Here is where the weak-link view takes a darker turn. A chain is only as strong as its weakest link. That means improvements come slowly—you have to strengthen every link to get the full benefit. But it also means the system is fragile on the downside. Break one link, and all the value can be lost. Consider Mythos, the model Anthropic did not release publicly but described as discovering bugs in twenty-five-year-old, battle-tested software that humans had never found—thousands of them. In six months or a year, there may be an open-source version anyone can use. How sure are we that a bad actor will not use it to hack the electric grid? The financial system? The banking system? Zero out everyone's bank balance? That is not an existential problem, but it is a huge problem—and one we have a real chance of facing in the next three years. The weak-link view says the benefits come slowly, but the downside risk can arrive very fast.

Conclusion

  • Two extremes frame the debate. One scenario has AI igniting explosive economic growth; the other treats AI as the latest transformative technology that simply allows 2% growth to continue, preventing decline rather than sparking an explosion.

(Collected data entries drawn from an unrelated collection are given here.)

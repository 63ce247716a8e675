//! Common error types for the SymbTr tools

use thiserror::Error;

/// Common result type for SymbTr operations
pub type Result<T> = std::result::Result<T, Error>;

/// Common error types across the SymbTr crates
#[derive(Error, Debug)]
pub enum Error {
    /// Score name has fewer than the five `--` separated fields
    #[error("Malformed score identifier '{name}': expected at least 5 '--' separated parts, found {parts}")]
    MalformedIdentifier { name: String, parts: usize },

    /// I/O operation error (wraps std::io::Error)
    #[error("IO error: {0}")]
    Io(#[from] std::io::Error),

    /// JSON (de)serialization error
    #[error("JSON error: {0}")]
    Json(#[from] serde_json::Error),

    /// TOML parse error
    #[error("TOML parse error: {0}")]
    TomlParse(#[from] toml::de::Error),

    /// Configuration loading or validation error
    #[error("Configuration error: {0}")]
    Config(String),

    /// Requested resource not found
    #[error("Not found: {0}")]
    NotFound(String),

    /// Invalid user input
    #[error("Invalid input: {0}")]
    InvalidInput(String),
}
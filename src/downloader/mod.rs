// Downloader module - task bookkeeping and format fallback around the extractor

pub mod diagnostics;
pub mod errors;
pub mod format_selector;
pub mod models;
pub mod orchestrator;
pub mod registry;
pub mod traits;
pub mod utils;

#[cfg(test)]
pub(crate) mod test_helpers;

pub use errors::{CookieError, DownloadError};
pub use format_selector::FormatPolicy;
pub use models::{AttemptOptions, DownloadSettings, FormatKind, ProgressEvent, Task, TaskStatus};
pub use orchestrator::{CompletedFile, Downloader};
pub use registry::{TaskRegistry, TaskUpdate};
pub use traits::{Extractor, ProgressEmitter};
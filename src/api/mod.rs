//! HTTP facade
//!
//! Thin layer over the downloader: accepts download requests, exposes the
//! task registry for polling and streams finished files back.

use axum::{
    routing::{get, post},
    Router,
};
use std::future::Future;
use std::net::SocketAddr;
use tokio::net::TcpListener;
use tower_http::cors::{Any, CorsLayer};
use tower_http::trace::TraceLayer;

use crate::downloader::Downloader;

pub mod error_response;
pub mod routes;
pub mod state;

pub use error_response::ApiError;
pub use state::AppState;

/// Create the API router
///
/// # Routes
///
/// - `GET /` - Health check
/// - `POST /api/download?url=..&format_type=audio|video` - Start a download
/// - `GET /api/progress/{task_id}` - Task status record
/// - `GET /api/download/{task_id}` - Fetch the produced file
pub fn create_router(downloader: Downloader) -> Router {
    let state = AppState::new(downloader);

    Router::new()
        .route("/", get(routes::health_check))
        .route("/api/download", post(routes::start_download))
        .route("/api/progress/{task_id}", get(routes::get_progress))
        .route("/api/download/{task_id}", get(routes::download_file))
        .with_state(state)
        .layer(TraceLayer::new_for_http())
        .layer(
            CorsLayer::new()
                .allow_origin(Any)
                .allow_methods(Any)
                .allow_headers(Any),
        )
}

/// Serve the API on `bind` until `shutdown` resolves.
///
/// In-flight requests are allowed to finish; running downloads are not
/// touched here.
pub async fn start_api_server<F>(
    downloader: Downloader,
    bind: SocketAddr,
    shutdown: F,
) -> std::io::Result<()>
where
    F: Future<Output = ()> + Send + 'static,
{
    let listener = TcpListener::bind(bind).await?;
    tracing::info!(address = %listener.local_addr()?, "API server listening");

    axum::serve(listener, create_router(downloader))
        .with_graceful_shutdown(shutdown)
        .await?;

    tracing::info!("API server stopped");
    Ok(())
}

#[cfg(test)]
mod tests;
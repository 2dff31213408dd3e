//! Service configuration
//!
//! Every setting can be given as a command-line flag or through the
//! environment. Cookie sources are resolved once at startup into a single
//! optional cookie file that every download attempt reuses.

use base64::engine::general_purpose::STANDARD;
use base64::Engine as _;
use clap::Parser;
use std::net::SocketAddr;
use std::path::{Path, PathBuf};
use std::time::Duration;

use crate::downloader::{CookieError, DownloadSettings};

#[derive(Debug, Clone, Parser)]
#[command(name = "youtube-downloader-api", version, about)]
pub struct Config {
    /// Address the HTTP API listens on
    #[arg(long, env = "YTDL_BIND", default_value = "0.0.0.0:8000")]
    pub bind: SocketAddr,

    /// Directory produced files are written to (created if missing)
    #[arg(long, env = "YTDL_DOWNLOAD_DIR", default_value = "downloads")]
    pub download_dir: PathBuf,

    /// Path to the yt-dlp executable; discovered when omitted
    #[arg(long, env = "YTDLP_BIN")]
    pub ytdlp_bin: Option<String>,

    /// Netscape cookies.txt passed to every download
    #[arg(long, env = "YTDL_COOKIES_FILE")]
    pub cookies_file: Option<PathBuf>,

    /// Base64-encoded cookies.txt, used when no cookie file is available
    #[arg(long, env = "YTDL_COOKIES_B64", hide_env_values = true)]
    pub cookies_b64: Option<String>,

    /// Downloads running at the same time; further tasks wait as pending
    #[arg(long, env = "YTDL_MAX_CONCURRENT_DOWNLOADS", default_value_t = 4)]
    pub max_concurrent_downloads: usize,

    /// Seconds finished tasks stay queryable (0 keeps them forever)
    #[arg(long, env = "YTDL_TASK_RETENTION_SECS", default_value_t = 86_400)]
    pub task_retention_secs: u64,

    /// yt-dlp socket timeout in seconds
    #[arg(long, env = "YTDL_SOCKET_TIMEOUT", default_value_t = 120)]
    pub socket_timeout: u32,

    /// yt-dlp retries per media fragment
    #[arg(long, env = "YTDL_FRAGMENT_RETRIES", default_value_t = 30)]
    pub fragment_retries: u32,
}

impl Default for Config {
    fn default() -> Self {
        let settings = DownloadSettings::default();
        Self {
            bind: SocketAddr::from(([0, 0, 0, 0], 8000)),
            download_dir: settings.download_dir,
            ytdlp_bin: None,
            cookies_file: None,
            cookies_b64: None,
            max_concurrent_downloads: settings.max_concurrent_downloads,
            task_retention_secs: 86_400,
            socket_timeout: settings.socket_timeout_secs,
            fragment_retries: settings.fragment_retries,
        }
    }
}

impl Config {
    /// Resolve the configured cookie source into a usable file
    pub fn resolve_cookies(&self) -> Option<PathBuf> {
        let target = std::env::temp_dir().join(format!(
            "yt-downloader-cookies-{}.txt",
            std::process::id()
        ));
        resolve_cookie_source(
            self.cookies_file.as_deref(),
            self.cookies_b64.as_deref(),
            &target,
        )
    }

    pub fn download_settings(&self, cookie_file: Option<PathBuf>) -> DownloadSettings {
        DownloadSettings {
            download_dir: self.download_dir.clone(),
            cookie_file,
            socket_timeout_secs: self.socket_timeout,
            fragment_retries: self.fragment_retries,
            max_concurrent_downloads: self.max_concurrent_downloads,
        }
    }

    /// `None` disables eviction
    pub fn task_retention(&self) -> Option<Duration> {
        (self.task_retention_secs > 0).then(|| Duration::from_secs(self.task_retention_secs))
    }
}

/// File path wins if it exists; otherwise the base64 blob is written to
/// `target`. Failures degrade to no cookies.
pub fn resolve_cookie_source(
    file: Option<&Path>,
    blob: Option<&str>,
    target: &Path,
) -> Option<PathBuf> {
    if let Some(path) = file {
        if path.exists() {
            tracing::info!(path = %path.display(), "using cookie file");
            return Some(path.to_path_buf());
        }
        tracing::warn!(path = %path.display(), "cookie file does not exist, ignoring it");
    }

    let blob = blob.map(str::trim).filter(|b| !b.is_empty())?;
    match materialize_cookie_blob(blob, target) {
        Ok(path) => {
            tracing::info!(path = %path.display(), "decoded cookies from base64");
            Some(path)
        }
        Err(e) => {
            tracing::warn!("continuing without cookies: {}", e);
            None
        }
    }
}

/// Decode a base64 cookies.txt (line breaks allowed) into `target`
pub fn materialize_cookie_blob(blob: &str, target: &Path) -> Result<PathBuf, CookieError> {
    let compact: String = blob.split_whitespace().collect();
    let bytes = STANDARD.decode(compact)?;
    std::fs::write(target, bytes)?;

    #[cfg(unix)]
    {
        use std::os::unix::fs::PermissionsExt;
        std::fs::set_permissions(target, std::fs::Permissions::from_mode(0o600))?;
    }

    Ok(target.to_path_buf())
}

  • Weak links are the central mechanism. A chain is only as strong as its weakest link. Automating individual tasks yields limited gains until the remaining bottlenecks are also addressed. This explains why infinite software would make us only 2% richer and why computers command a shrinking share of GDP despite proliferating everywhere.
  • Growth probably does accelerate, but slowly. Even in aggressive simulations where AI diffuses at Moore's Law pace across the entire economy, the explosion takes decades—reaching full fruition around 2060 rather than in three or five years. Weak links act as a powerful brake.
  • Jobs are bundles of tasks. The radiologist example shows that automating most tasks in a profession can raise wages for the humans who handle the remaining, scarce, high-value tasks. But professions where every task can be automated—like driving—face genuine displacement risk.
  • Abundance creates possibilities for redistribution. In a world of soaring GDP, there is enough for everyone to be better off. Whether that happens depends on political economy and social choices that are far from guaranteed.
  • Meaning is a separate challenge. Even in abundance, people derive identity and purpose from work. The retirement and summer-camp analogies suggest humans can adapt, but the transition deserves serious thought.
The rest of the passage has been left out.